Knowledge Hub / Githen Ronney

Analyst Spotlight

Githen Ronney
SAP Analytics – Practice Head
Blueprint Technologies

Analyst Spotlight

The Difference Between Data and Insight

When we talk about data, we often assume that numbers speak for themselves. In reality, they don’t. A number without context can easily mislead—even if it is technically correct.

 

I’ve seen situations where a dashboard shows a sharp increase in sales, and the immediate reaction is to celebrate. But when you look closer, it turns out to be a one-time bulk order or a seasonal effect. Without that context, the data is not just incomplete—it’s misleading. The same applies to almost every KPI we track. Metrics only start making sense when you understand the business situation behind them.

 

From an analytics perspective, context comes from dimensions like time, region, customer segment, and business process. A drop in revenue, for example, might look like a problem until you realize a product line was intentionally phased out. If the analyst or decision-maker doesn’t know this, the insight becomes noise.

 

This challenge becomes even more critical in AI and machine learning. Models learn from historical data, but they don’t inherently understand business reality. If the data lacks context, the model will still find patterns—but those patterns may not be meaningful. In one case, a churn model flagged several high-value customers as risks, simply because it didn’t consider long-term contracts. Technically, the model was correct based on the data—but practically, it was wrong.

 

Another common issue is how data is defined across systems. In many organizations, the same
metric—like “revenue” or “customer”—is calculated differently in different systems. When these are combined without a common understanding, it leads to conflicting insights. This is where context, especially in the form of business definitions and semantic layers, becomes essential. Without it, even advanced analytics platforms struggle to deliver consistent results.

 

There is also a growing expectation around explainability.
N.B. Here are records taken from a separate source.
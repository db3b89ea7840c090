//! Structural completeness check for extracted HTML.
//!
//! This is a checklist, not a parser: each marker is tested with
//! case-insensitive substring containment. Nesting and balance are not
//! verified.

use serde::{Deserialize, Serialize};

/// Markers every generated document must contain, in report order.
pub const REQUIRED_MARKERS: [&str; 7] = [
    "<!DOCTYPE html>",
    "<html",
    "</html>",
    "<head>",
    "</head>",
    "<body>",
    "</body>",
];

/// Outcome of [`validate`].
///
/// Two shapes exist. For empty input only `valid` and `error` are set. For
/// anything else `missing_tags` and `length` are set and `error` is absent.
#[derive(Debug, Clone, PartialEq, Eq, Serialize, Deserialize)]
pub struct ValidationReport {
    pub valid: bool,
    #[serde(default, skip_serializing_if = "Option::is_none")]
    pub missing_tags: Option<Vec<String>>,
    #[serde(default, skip_serializing_if = "Option::is_none")]
    pub length: Option<usize>,
    #[serde(default, skip_serializing_if = "Option::is_none")]
    pub error: Option<String>,
}

impl ValidationReport {
    fn empty_code() -> Self {
        Self {
            valid: false,
            missing_tags: None,
            length: None,
            error: Some("empty code".to_string()),
        }
    }

    /// Missing markers, empty when the checklist was not run.
    #[must_use]
    pub fn missing(&self) -> &[String] {
        self.missing_tags.as_deref().unwrap_or(&[])
    }
}

/// Check `html` against [`REQUIRED_MARKERS`].
#[must_use]
pub fn validate(html: &str) -> ValidationReport {
    if html.is_empty() {
        return ValidationReport::empty_code();
    }

    let lowered = html.to_lowercase();
    let missing_tags: Vec<String> = REQUIRED_MARKERS
        .iter()
        .filter(|marker| !lowered.contains(&marker.to_lowercase()))
        .map(|marker| marker.to_string())
        .collect();

    let report = ValidationReport {
        valid: missing_tags.is_empty(),
        missing_tags: Some(missing_tags),
        length: Some(html.chars().count()),
        error: None,
    };
    debug_assert!(report.missing().len() <= REQUIRED_MARKERS.len());
    report
}
//! Generation orchestrator.
//!
//! Runs one request through prompt → model → extract → validate → sanitize
//! and maps every failure to a [`PipelineError`]. No stage is retried; the
//! caller may resubmit.

use std::sync::Arc;
use std::time::Instant;

use tracing::{info, warn};
use wgen_core::{
    char_prefix, extract_with_pattern, validate, GenerationOutput, GenerationRequest,
    PipelineError, PromptBuilder, Sanitizer, TrimSanitizer,
};
use wgen_model::ModelHandler;

/// Generator configuration.
#[derive(Debug, Clone)]
pub struct GeneratorConfig {
    /// Maximum new tokens per generation
    pub max_tokens: usize,
    /// Characters of raw output attached to an extraction failure
    pub failure_preview_chars: usize,
    /// Characters of raw output kept in a successful response
    pub response_preview_chars: usize,
    /// Raw output longer than this (in characters) gets truncated and marked
    pub response_truncate_threshold: usize,
}

impl Default for GeneratorConfig {
    fn default() -> Self {
        Self {
            max_tokens: 1024,
            failure_preview_chars: 500,
            response_preview_chars: 2000,
            response_truncate_threshold: 200,
        }
    }
}

impl GeneratorConfig {
    /// Short completions for fast iteration.
    pub fn quick() -> Self {
        Self {
            max_tokens: 512,
            ..Default::default()
        }
    }

    /// Room for larger components.
    pub fn thorough() -> Self {
        Self {
            max_tokens: 2048,
            ..Default::default()
        }
    }

    /// Preview of a successful completion.
    ///
    /// The threshold that decides whether to truncate (200) differs from the
    /// truncation length (2000). A completion of 201 to 2000 characters is
    /// therefore returned whole with `...` appended.
    #[must_use]
    pub fn response_preview(&self, raw: &str) -> String {
        if raw.chars().count() > self.response_truncate_threshold {
            format!("{}...", char_prefix(raw, self.response_preview_chars))
        } else {
            raw.to_string()
        }
    }

    /// Preview attached to an extraction failure.
    #[must_use]
    pub fn failure_preview(&self, raw: &str) -> String {
        char_prefix(raw, self.failure_preview_chars).to_string()
    }
}

/// Parse a max-new-tokens value from a flag or environment variable.
///
/// Zero is rejected: the model would produce nothing and every request would
/// fail extraction.
pub fn parse_max_tokens(value: &str) -> Result<usize, String> {
    match value.trim().parse::<usize>() {
        Ok(0) => Err("max tokens must be at least 1".to_string()),
        Ok(n) => Ok(n),
        Err(e) => Err(format!("invalid max tokens '{}': {}", value, e)),
    }
}

/// Sequences the pipeline stages for one request.
pub struct GenerationOrchestrator {
    model: Arc<ModelHandler>,
    sanitizer: Box<dyn Sanitizer>,
    config: GeneratorConfig,
}

impl GenerationOrchestrator {
    /// Create an orchestrator using the trimming sanitizer.
    pub fn new(model: Arc<ModelHandler>, config: GeneratorConfig) -> Self {
        Self {
            model,
            sanitizer: Box::new(TrimSanitizer),
            config,
        }
    }

    /// Replace the sanitization policy.
    pub fn with_sanitizer(mut self, sanitizer: impl Sanitizer + 'static) -> Self {
        self.sanitizer = Box::new(sanitizer);
        self
    }

    /// The model handle this orchestrator drives.
    pub fn model(&self) -> &Arc<ModelHandler> {
        &self.model
    }

    /// Get the current config.
    pub fn config(&self) -> &GeneratorConfig {
        &self.config
    }

    /// Generate a component for `description`.
    pub async fn run(&self, description: &str) -> Result<GenerationOutput, PipelineError> {
        let request = GenerationRequest::new(description)?;
        let start = Instant::now();
        info!(description = %char_prefix(request.description(), 100), "generating component");

        let prompt = PromptBuilder::build_generation_prompt(request.description());
        let completion = self
            .model
            .generate(&prompt, self.config.max_tokens)
            .await
            .map_err(PipelineError::from)?;
        let raw = completion.text;

        let (pattern, html) = match extract_with_pattern(&raw) {
            Some(found) => found,
            None => {
                warn!(raw_chars = raw.chars().count(), "no HTML document in model output");
                return Err(PipelineError::ExtractionFailed {
                    raw_preview: self.config.failure_preview(&raw),
                });
            }
        };

        // The report describes what the model produced, before cleanup.
        let validation = validate(&html);
        let code = self.sanitizer.sanitize(&html);

        info!(
            pattern = pattern.name(),
            sanitizer = self.sanitizer.name(),
            valid = validation.valid,
            missing = validation.missing().len(),
            elapsed_ms = start.elapsed().as_millis() as u64,
            "component generated"
        );

        Ok(GenerationOutput {
            success: true,
            code,
            validation,
            raw_response: self.config.response_preview(&raw),
        })
    }
}
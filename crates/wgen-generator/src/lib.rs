//! # wgen-generator
//!
//! Turns a component description into a validated HTML document.
//!
//! # Usage
//!
//! ```bash
//! # Generate one component from the command line
//! cargo run -p wgen-generator --bin wgen-generate -- "a red button with a hover effect"
//!
//! # Larger model, write to a file
//! MODEL_SIZE=6.7b cargo run -p wgen-generator --bin wgen-generate -- "a pricing table" -o table.html
//! ```
//!
//! # Architecture
//!
//! ```text
//! ┌─────────────┐     ┌─────────────┐     ┌─────────────┐
//! │ Description │ ──> │   Prompt    │ ──> │ModelHandler │
//! │             │     │   Builder   │     │ (generate)  │
//! └─────────────┘     └─────────────┘     └──────┬──────┘
//!                                                │
//!                     ┌──────────────────────────┘
//!                     ▼
//!              ┌─────────────┐
//!              │   Extract   │ ── (none) ──> ExtractionFailed
//!              └──────┬──────┘
//!                     │
//!     ┌───────────────┴───────────────┐
//!     ▼                               ▼
//! ┌─────────────┐               ┌─────────────┐
//! │  Validate   │    (then)     │  Sanitize   │
//! │ (raw HTML)  │ ────────────> │             │
//! └─────────────┘               └─────────────┘
//! ```

pub mod generator;

pub use generator::{parse_max_tokens, GenerationOrchestrator, GeneratorConfig};
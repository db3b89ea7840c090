//! In-process fake backend for tests.
//!
//! Returns a canned completion and records how it was driven: loads,
//! generations, releases, the last prompt and the peak number of concurrent
//! generations.

use std::sync::atomic::{AtomicUsize, Ordering};
use std::sync::{Arc, Mutex};
use std::time::Duration;

use crate::backend::{BackendInfo, LoadedModel, ModelBackend, SamplingParams};
use crate::error::ModelError;

#[derive(Default)]
struct Counters {
    loads: AtomicUsize,
    generates: AtomicUsize,
    releases: AtomicUsize,
    active: AtomicUsize,
    max_active: AtomicUsize,
    last_prompt: Mutex<Option<String>>,
    last_params: Mutex<Option<SamplingParams>>,
}

/// Fake model backend.
pub struct FakeBackend {
    response: String,
    generation_error: Option<String>,
    panic_on_generate: bool,
    failing_loads: AtomicUsize,
    load_delay: Duration,
    generate_delay: Duration,
    counters: Arc<Counters>,
}

impl FakeBackend {
    /// Backend whose model always answers `response`.
    pub fn with_response(response: impl Into<String>) -> Self {
        Self {
            response: response.into(),
            generation_error: None,
            panic_on_generate: false,
            failing_loads: AtomicUsize::new(0),
            load_delay: Duration::ZERO,
            generate_delay: Duration::ZERO,
            counters: Arc::new(Counters::default()),
        }
    }

    /// Fail the first `count` load attempts.
    pub fn fail_first_loads(self, count: usize) -> Self {
        self.failing_loads.store(count, Ordering::SeqCst);
        self
    }

    /// Fail every generation with `message`.
    pub fn fail_generation(mut self, message: impl Into<String>) -> Self {
        self.generation_error = Some(message.into());
        self
    }

    /// Panic inside every generation.
    pub fn panic_on_generate(mut self) -> Self {
        self.panic_on_generate = true;
        self
    }

    /// Sleep this long inside each load.
    pub fn with_load_delay(mut self, delay: Duration) -> Self {
        self.load_delay = delay;
        self
    }

    /// Sleep this long inside each generation.
    pub fn with_generate_delay(mut self, delay: Duration) -> Self {
        self.generate_delay = delay;
        self
    }

    pub fn load_count(&self) -> usize {
        self.counters.loads.load(Ordering::SeqCst)
    }

    pub fn generate_count(&self) -> usize {
        self.counters.generates.load(Ordering::SeqCst)
    }

    pub fn release_count(&self) -> usize {
        self.counters.releases.load(Ordering::SeqCst)
    }

    /// Highest number of generations observed running at once.
    pub fn max_concurrent_generations(&self) -> usize {
        self.counters.max_active.load(Ordering::SeqCst)
    }

    pub fn last_prompt(&self) -> Option<String> {
        self.counters.last_prompt.lock().ok().and_then(|p| p.clone())
    }

    pub fn last_params(&self) -> Option<SamplingParams> {
        self.counters.last_params.lock().ok().and_then(|p| p.clone())
    }
}

impl ModelBackend for FakeBackend {
    fn info(&self) -> BackendInfo {
        BackendInfo {
            model_id: "fake/echo".to_string(),
            device: "cpu".to_string(),
            precision: "f32".to_string(),
        }
    }

    fn load(&self) -> Result<Box<dyn LoadedModel>, ModelError> {
        self.counters.loads.fetch_add(1, Ordering::SeqCst);
        if !self.load_delay.is_zero() {
            std::thread::sleep(self.load_delay);
        }

        let fail = self
            .failing_loads
            .fetch_update(Ordering::SeqCst, Ordering::SeqCst, |n| n.checked_sub(1))
            .is_ok();
        if fail {
            return Err(ModelError::Load("simulated load failure".to_string()));
        }

        Ok(Box::new(FakeModel {
            response: self.response.clone(),
            generation_error: self.generation_error.clone(),
            panic_on_generate: self.panic_on_generate,
            generate_delay: self.generate_delay,
            counters: Arc::clone(&self.counters),
        }))
    }
}

struct FakeModel {
    response: String,
    generation_error: Option<String>,
    panic_on_generate: bool,
    generate_delay: Duration,
    counters: Arc<Counters>,
}

impl LoadedModel for FakeModel {
    fn generate(&self, prompt: &str, params: &SamplingParams) -> Result<String, ModelError> {
        let active = self.counters.active.fetch_add(1, Ordering::SeqCst) + 1;
        self.counters.max_active.fetch_max(active, Ordering::SeqCst);
        self.counters.generates.fetch_add(1, Ordering::SeqCst);
        if let Ok(mut last) = self.counters.last_prompt.lock() {
            *last = Some(prompt.to_string());
        }
        if let Ok(mut last) = self.counters.last_params.lock() {
            *last = Some(params.clone());
        }

        if !self.generate_delay.is_zero() {
            std::thread::sleep(self.generate_delay);
        }
        self.counters.active.fetch_sub(1, Ordering::SeqCst);

        if self.panic_on_generate {
            panic!("decoder index out of bounds");
        }

        match self.generation_error {
            Some(ref message) => Err(ModelError::Inference(message.clone())),
            None => Ok(self.response.clone()),
        }
    }

    fn release_transient(&self) {
        self.counters.releases.fetch_add(1, Ordering::SeqCst);
    }
}
//! Model errors.

use thiserror::Error;

/// Errors from loading or running a model.
#[derive(Debug, Error)]
pub enum ModelError {
    /// Loading was attempted and did not succeed.
    #[error("Model unavailable: {0}")]
    Unavailable(String),

    #[error("Model load error: {0}")]
    Load(String),

    #[error("Hub error: {0}")]
    Hub(String),

    #[error("Tokenizer error: {0}")]
    Tokenizer(String),

    #[error("Inference failed: {0}")]
    Inference(String),

    #[error("IO error: {0}")]
    Io(#[from] std::io::Error),

    /// Fault in this process, such as a panic during inference.
    #[error("Internal error: {0}")]
    Internal(String),
}

impl From<candle_core::Error> for ModelError {
    fn from(e: candle_core::Error) -> Self {
        ModelError::Inference(e.to_string())
    }
}

impl From<hf_hub::api::sync::ApiError> for ModelError {
    fn from(e: hf_hub::api::sync::ApiError) -> Self {
        ModelError::Hub(e.to_string())
    }
}

impl From<tokenizers::Error> for ModelError {
    fn from(e: tokenizers::Error) -> Self {
        ModelError::Tokenizer(e.to_string())
    }
}

impl From<ModelError> for wgen_core::PipelineError {
    fn from(e: ModelError) -> Self {
        match e {
            ModelError::Unavailable(msg) => wgen_core::PipelineError::ModelUnavailable(msg),
            ModelError::Load(msg) | ModelError::Hub(msg) => {
                wgen_core::PipelineError::ModelUnavailable(msg)
            }
            ModelError::Tokenizer(msg) | ModelError::Inference(msg) => {
                wgen_core::PipelineError::GenerationFailed(msg)
            }
            ModelError::Io(e) => wgen_core::PipelineError::GenerationFailed(e.to_string()),
            ModelError::Internal(msg) => wgen_core::PipelineError::InternalFault(msg),
        }
    }
}

#[cfg(test)]
mod tests {
    use super::*;
    use wgen_core::PipelineError;

    #[test]
    fn test_pipeline_mapping() {
        let err: PipelineError = ModelError::Unavailable("no weights".into()).into();
        assert_eq!(err, PipelineError::ModelUnavailable("no weights".into()));

        let err: PipelineError = ModelError::Inference("oom".into()).into();
        assert_eq!(err, PipelineError::GenerationFailed("oom".into()));

        let err: PipelineError = ModelError::Tokenizer("bad utf8".into()).into();
        assert_eq!(err.category(), "generation_failed");

        let err: PipelineError = ModelError::Internal("generation task panicked".into()).into();
        assert_eq!(err.status_code(), 500);
        assert_eq!(err.client_message(), "internal server error");
    }
}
Business users don’t just want predictions; they want to know why something is happening. A number or a prediction without explanation is hard to trust. Context bridges that gap—it connects data to real business scenarios.

 

At the end of the day, data on its own doesn’t create value. It’s the interpretation, backed by business context, that drives decisions. Analytics and AI can process massive volumes of data, but without context, they are just producing outputs—not insights.

 

In my experience, the real shift happens when organizations stop focusing only on data collection and start focusing on making data meaningful. That’s where the true value lies.